Maria Freitas, of Regador (photo LPP)

This concern with optimizing and monitoring resources is constant in the Alto da Eira vegetable garden. Further down, next to the fruit trees, small ivy plants grow to help conserve moisture and straw and organic waste has been added for the same purpose. "We want to be as self-sustaining as possible"says Maria. That is why a seedbed is also being built. "We want to stop buying seedlings [the "baby vegetables for transplanting"] and develop the seeds in this small greenhouse and then, already as small plants, pass them on to the vegetable garden"he explains.

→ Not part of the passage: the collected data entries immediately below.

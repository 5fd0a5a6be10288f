//! Elementwise comparison of density maps.
//!
//! The difference of two residence-normalized maps highlights where one
//! detection method places crossings more often than another. A bin
//! undefined in either input is not comparable and stays NaN. No
//! re-normalization is applied; callers wanting a symmetric display
//! range read [`DensityMap::max_abs_finite`] from the result.

use mbs_common::{Error, Result};

use crate::density::DensityMap;

/// Elementwise `a - b` over maps built on identical bin edges.
pub fn difference(a: &DensityMap, b: &DensityMap) -> Result<DensityMap> {
    if a.x_edges != b.x_edges || a.y_edges != b.y_edges {
        return Err(Error::GridMismatch {
            reason: "bin edges differ".to_string(),
        });
    }
    if a.values.len() != b.values.len() {
        return Err(Error::GridMismatch {
            reason: format!(
                "value grids differ in size: {} vs {}",
                a.values.len(),
                b.values.len()
            ),
        });
    }

    let values = a
        .values
        .iter()
        .zip(&b.values)
        .map(|(&x, &y)| x - y)
        .collect();

    Ok(DensityMap {
        x_edges: a.x_edges.clone(),
        y_edges: a.y_edges.clone(),
        values,
    })
}
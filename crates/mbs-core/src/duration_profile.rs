//! Crossing-interval durations as a function of heliocentric distance.
//!
//! Interval lists from some sources contain negative-duration entries
//! (artifacts of list construction); those are dropped. Remaining
//! durations are grouped by the heliocentric distance of the interval
//! midpoint and summarized per bin with box-plot statistics.

use chrono::{DateTime, Utc};
use schemars::JsonSchema;
use serde::{Deserialize, Serialize};

use mbs_common::{CrossingInterval, Error, Result};
use mbs_math::five_number_summary;
use mbs_math::stats::histogram::{bin_centres, bin_index, validate_edges, HistogramError};

/// Duration statistics for one heliocentric-distance bin.
#[derive(Debug, Clone, Serialize, Deserialize, JsonSchema)]
pub struct DurationBinSummary {
    /// Bin-centre distance, AU.
    pub centre_au: f64,
    /// Intervals whose midpoint distance fell in this bin.
    pub count: usize,
    /// Minimum duration, seconds. None for an empty bin.
    pub min_seconds: Option<f64>,
    /// Lower quartile, seconds.
    pub q1_seconds: Option<f64>,
    /// Median duration, seconds.
    pub median_seconds: Option<f64>,
    /// Upper quartile, seconds.
    pub q3_seconds: Option<f64>,
    /// Maximum duration, seconds.
    pub max_seconds: Option<f64>,
}

/// Group interval durations by heliocentric distance and summarize each
/// bin.
///
/// `distance_au` maps the interval midpoint to heliocentric distance.
/// Intervals with non-positive durations are dropped before grouping;
/// midpoints falling outside the edges are skipped.
pub fn duration_profile<F>(
    intervals: &[CrossingInterval],
    distance_au: F,
    distance_edges_au: &[f64],
) -> Result<Vec<DurationBinSummary>>
where
    F: Fn(DateTime<Utc>) -> f64,
{
    validate_edges(distance_edges_au, "heliocentric distance").map_err(|err| match err {
        HistogramError::InvalidEdges { axis } => Error::InvalidBinEdges { axis },
        other => Error::Validation(other.to_string()),
    })?;

    let n_bins = distance_edges_au.len() - 1;
    let mut grouped: Vec<Vec<f64>> = vec![Vec::new(); n_bins];
    for interval in intervals {
        let duration = interval.duration_seconds();
        if duration <= 0.0 {
            continue;
        }
        let distance = distance_au(interval.midpoint());
        if let Some(bin) = bin_index(distance_edges_au, distance) {
            grouped[bin].push(duration);
        }
    }

    let centres = bin_centres(distance_edges_au);
    Ok(grouped
        .into_iter()
        .zip(centres)
        .map(|(durations, centre_au)| {
            let summary = five_number_summary(&durations);
            DurationBinSummary {
                centre_au,
                count: durations.len(),
                min_seconds: summary.map(|s| s.min),
                q1_seconds: summary.map(|s| s.q1),
                median_seconds: summary.map(|s| s.median),
                q3_seconds: summary.map(|s| s.q3),
                max_seconds: summary.map(|s| s.max),
            }
        })
        .collect())
}
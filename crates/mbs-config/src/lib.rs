//! Boundary survey configuration loading and validation.
//!
//! This crate provides:
//! - Typed Rust structs for the survey configuration file
//! - JSON and TOML loading
//! - Semantic validation (edge ordering, positive cadence, sane bounds)
//!
//! Nothing here is silently assumed by the analysis core: `mbs-core`
//! functions take edges and cadence as explicit parameters, and this
//! crate is only the typed carrier callers load them from.

pub mod survey;
pub mod validate;

pub use survey::{
    uniform_edges, AlignmentConfig, DurationModelConfig, GridConfig, HeliocentricConfig,
    SurveyConfig, WindowConfig,
};
pub use validate::{validate_survey, ConfigError, ValidationResult};

/// Schema version for configuration files.
pub const CONFIG_SCHEMA_VERSION: &str = "1.0.0";
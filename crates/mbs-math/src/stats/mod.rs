//! Core statistics modules.

pub mod correlation;
pub mod descriptive;
pub mod fit;
pub mod histogram;
pub mod knee;
pub mod special;
//! Crossing rates as a function of heliocentric distance.
//!
//! Event and reference-interval timestamps are mapped to heliocentric
//! distance by a caller-supplied ephemeris closure, binned into
//! density-normalized histograms over shared distance edges, and the
//! per-bin ratio event/reference is correlated against bin-centre
//! distance. Bins where the reference density is zero or non-finite are
//! excluded before the correlation, never divided through.

use chrono::{DateTime, Utc};
use schemars::JsonSchema;
use serde::{Deserialize, Serialize};
use tracing::debug;

use mbs_common::{Error, Result};
use mbs_math::stats::histogram::{bin_centres, histogram1d_density, HistogramError};
use mbs_math::pearson;

/// Pearson correlation between crossing-rate ratio and distance.
#[derive(Debug, Clone, Copy, PartialEq, Serialize, Deserialize, JsonSchema)]
pub struct CorrelationResult {
    /// Coefficient in [-1, 1].
    pub coefficient: f64,
    /// Two-sided p-value in [0, 1].
    pub p_value: f64,
    /// Usable distance bins after exclusion.
    pub n_bins: usize,
}

/// Per-bin densities and rate ratios over heliocentric distance.
#[derive(Debug, Clone, Serialize, Deserialize, JsonSchema)]
pub struct DistanceRateProfile {
    /// Bin-centre distances, AU.
    pub centres_au: Vec<f64>,
    /// Event density per bin: count / (N * bin width).
    pub event_density: Vec<f64>,
    /// Reference density per bin.
    pub reference_density: Vec<f64>,
    /// event_density / reference_density, NaN where the reference is
    /// zero or non-finite.
    pub ratio: Vec<f64>,
}

impl DistanceRateProfile {
    /// Correlate the rate ratio with distance over usable bins.
    ///
    /// Bins with a non-finite ratio are excluded before the correlation;
    /// fewer than 2 surviving bins is an error, not a NaN coefficient.
    pub fn correlation(&self) -> Result<CorrelationResult> {
        let mut xs = Vec::with_capacity(self.centres_au.len());
        let mut ys = Vec::with_capacity(self.centres_au.len());
        for (&centre, &ratio) in self.centres_au.iter().zip(&self.ratio) {
            if ratio.is_finite() {
                xs.push(centre);
                ys.push(ratio);
            }
        }

        if xs.len() < 2 {
            return Err(Error::InsufficientData {
                n: xs.len(),
                min: 2,
            });
        }

        let c = pearson(&xs, &ys)
            .map_err(|e| Error::Validation(e.to_string()))?;
        Ok(CorrelationResult {
            coefficient: c.coefficient,
            p_value: c.p_value,
            n_bins: c.n,
        })
    }
}

fn edge_error(err: HistogramError) -> Error {
    match err {
        HistogramError::InvalidEdges { axis } => Error::InvalidBinEdges { axis },
        HistogramError::LengthMismatch { x, y } => {
            Error::Validation(format!("coordinate arrays differ in length: {x} vs {y}"))
        }
    }
}

/// Build the per-bin density and ratio profile for one event series
/// against a reference series.
///
/// `distance_au` maps a timestamp to heliocentric distance; it is the
/// ephemeris collaborator's job and is passed in as a closure.
pub fn rate_profile<F>(
    event_times: &[DateTime<Utc>],
    reference_times: &[DateTime<Utc>],
    distance_au: F,
    distance_edges_au: &[f64],
) -> Result<DistanceRateProfile>
where
    F: Fn(DateTime<Utc>) -> f64,
{
    let event_distances: Vec<f64> = event_times.iter().map(|&t| distance_au(t)).collect();
    let reference_distances: Vec<f64> =
        reference_times.iter().map(|&t| distance_au(t)).collect();

    let event_density =
        histogram1d_density(&event_distances, distance_edges_au).map_err(edge_error)?;
    let reference_density =
        histogram1d_density(&reference_distances, distance_edges_au).map_err(edge_error)?;

    let ratio: Vec<f64> = event_density
        .iter()
        .zip(&reference_density)
        .map(|(&e, &r)| {
            if r.is_finite() && r > 0.0 {
                e / r
            } else {
                f64::NAN
            }
        })
        .collect();

    debug!(
        bins = ratio.len(),
        usable = ratio.iter().filter(|v| v.is_finite()).count(),
        "built heliocentric rate profile"
    );

    Ok(DistanceRateProfile {
        centres_au: bin_centres(distance_edges_au),
        event_density,
        reference_density,
        ratio,
    })
}

/// Profile one event series against the reference and correlate the
/// ratio with distance in a single call.
pub fn correlate_rate_with_distance<F>(
    event_times: &[DateTime<Utc>],
    reference_times: &[DateTime<Utc>],
    distance_au: F,
    distance_edges_au: &[f64],
) -> Result<CorrelationResult>
where
    F: Fn(DateTime<Utc>) -> f64,
{
    rate_profile(event_times, reference_times, distance_au, distance_edges_au)?.correlation()
}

The deep part of the Horta do Alto da Eira is a multi-purpose area, so to speak. This is where people gather and activities take place on weekends. And this is where the Watering Festival will take place, namely the vegetable market part. The Alto da Eira vegetable garden will continue to be developed by the community, at least as long as people want it to be and the Regador association has the financial possibility to continue to coordinate the project. The operation of the garden will continue to happen in an organic way, adopting the dynamics that naturally arise.

The project has been attracting more people from outside, from the city, than residents of the surrounding neighborhoods. But Maria highlights the important role of the neighborhood in protecting the space "when we are not here" and that "it is normal that not everyone has the body or the will to participate". Basically, everyone participates as they can and want to, whether it's planting, making things for the garden, or in events and gatherings, or for simple street conversations. The Horta do Alto da Eira has shown very well what collective agriculture can be, and the Regador Festival will be the space to talk about it and to cross-reference other initiatives.